The role of surface availability in membrane-induced selectivity for amperometric enzyme-based biosensors

Amperometric enzyme-based biosensors, increasingly used for in vivo brain biomonitoring, typically suffer from electrochemical interference. At the potential (≥500 mV) necessary to oxidize the target analyte, often hydrogen peroxide (H2O2), non-specific electroactive species are easily oxidizable, resulting in poor biosensor selectivity. The use of permselective membranes, alone or in combination, is an efficient method to improve biosensor selectivity. These membranes are thin-film polymers (nm to μm thick), able to reduce electrochemical interference. However, the exact mechanism by which these membranes reduce interference is not entirely understood.

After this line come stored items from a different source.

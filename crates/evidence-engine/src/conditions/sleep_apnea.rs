use super::ConditionKey;
use crate::analysis::metrics::{days_answered_yes, tally};
use crate::analysis::{
    ConditionModule, CriteriaTable, CriteriaTier, MetricsBag, Predicate, Requirement, Threshold,
};
use crate::observations::{ConditionPayload, LogSelector, SelectedEntry, Selection, SleepDetails};

const HYPERSOMNOLENCE_DAYS: &str = "hypersomnolence_days";
const HYPERSOMNOLENCE_SHARE: &str = "hypersomnolence_share";
const BREATHING_DEVICE_NIGHTS: &str = "breathing_device_nights";
const RESPIRATORY_FAILURE: &str = "respiratory_failure_reports";
const AVERAGE_HOURS_SLEPT: &str = "average_hours_slept";

pub(crate) static MODULE: ConditionModule = ConditionModule {
    key: ConditionKey::SleepApnea,
    selector: LogSelector {
        condition: ConditionKey::SleepApnea,
        aliases: &["sleep-apnoea", "osa", "obstructive-sleep-apnea"],
        measurements: &[],
    },
    metrics: &[
        HYPERSOMNOLENCE_DAYS,
        HYPERSOMNOLENCE_SHARE,
        BREATHING_DEVICE_NIGHTS,
        RESPIRATORY_FAILURE,
        AVERAGE_HOURS_SLEPT,
    ],
    aggregate,
    criteria: &CRITERIA,
};

static CRITERIA: CriteriaTable = CriteriaTable {
    lowest: CriteriaTier {
        percent: 0,
        predicate: Predicate::Always,
        summary: "sleep-disordered breathing logged without qualifying symptoms",
    },
    higher: &[
        CriteriaTier {
            percent: 30,
            predicate: Predicate::All(&[
                Requirement {
                    metric: HYPERSOMNOLENCE_DAYS,
                    threshold: Threshold::AtLeast(3.0),
                    evidence: "days with daytime hypersomnolence",
                },
                Requirement {
                    metric: HYPERSOMNOLENCE_SHARE,
                    threshold: Threshold::AtLeast(0.5),
                    evidence: "share of logged days with daytime hypersomnolence",
                },
            ]),
            summary: "persistent daytime hypersomnolence",
        },
        CriteriaTier {
            percent: 50,
            predicate: Predicate::All(&[Requirement {
                metric: BREATHING_DEVICE_NIGHTS,
                threshold: Threshold::AtLeast(1.0),
                evidence: "nights using a breathing assistance device",
            }]),
            summary: "requires use of a breathing assistance device such as CPAP",
        },
        CriteriaTier {
            percent: 100,
            predicate: Predicate::All(&[Requirement {
                metric: RESPIRATORY_FAILURE,
                threshold: Threshold::AtLeast(1.0),
                evidence: "reports of chronic respiratory failure",
            }]),
            summary: "chronic respiratory failure with carbon dioxide retention",
        },
    ],
};

fn details<'a>(selected: &SelectedEntry<'a>) -> Option<&'a SleepDetails> {
    match selected.payload()? {
        ConditionPayload::Sleep(details) => Some(details),
        _ => None,
    }
}

fn hypersomnolence(selected: &SelectedEntry<'_>) -> Option<bool> {
    details(selected)?.daytime_hypersomnolence
}

fn aggregate(selection: &Selection<'_>, bag: &mut MetricsBag) {
    bag.count_or_unreported(
        HYPERSOMNOLENCE_DAYS,
        days_answered_yes(&selection.entries, hypersomnolence),
    );
    bag.answered_share(
        HYPERSOMNOLENCE_SHARE,
        tally(&selection.entries, hypersomnolence),
    );
    bag.answered_count(
        BREATHING_DEVICE_NIGHTS,
        tally(&selection.entries, |selected| {
            details(selected).and_then(|details| details.breathing_device_used)
        }),
    );
    bag.answered_count(
        RESPIRATORY_FAILURE,
        tally(&selection.entries, |selected| {
            details(selected).and_then(|details| details.respiratory_failure)
        }),
    );

    let hours: Vec<f64> = selection
        .entries
        .iter()
        .filter_map(|selected| details(selected).and_then(|details| details.hours_slept))
        .filter(|hours| hours.is_finite() && *hours >= 0.0)
        .map(f64::from)
        .collect();
    bag.number_or_unreported(
        AVERAGE_HOURS_SLEPT,
        (!hours.is_empty()).then(|| hours.iter().sum::<f64>() / hours.len() as f64),
    );
}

As membrane assembly is a surface dependent process, we explored the putative role of surface availability in membrane-induced selectivity. We modified the surface of microelectrodes with the most effective permselective membrane configurations available. Microelectrodes surface was characterized by electrochemical methods and scanning electron microscopy. All membranes reduced non-specific oxidation for all non-specific electroactive species. However, only PmPD (poly-m-phenylenediamine) (alone and combined with Nafion) and OPPy (overoxidized polypyrrole) were selective against both cations and anions. Besides reducing electrochemical interference, all membranes also reduced the sensitivity for the target analyte, H2O2. The use of membrane combinations resulted in an additional decrease in non-specific oxidation without an increase in selectivity. This additional decrease was highly correlated with a loss in H2O2 sensitivity, suggesting a reduction of active electrode surface. Additionally, microscopic evaluation indicated an intriguing “inner polymerization” process in microelectrodes coated with membrane combinations. Our results point to a significant role of surface availability in the mechanisms underlying membrane-induced selectivity, crucial for the design and performance of enzyme-based amperometric biosensors.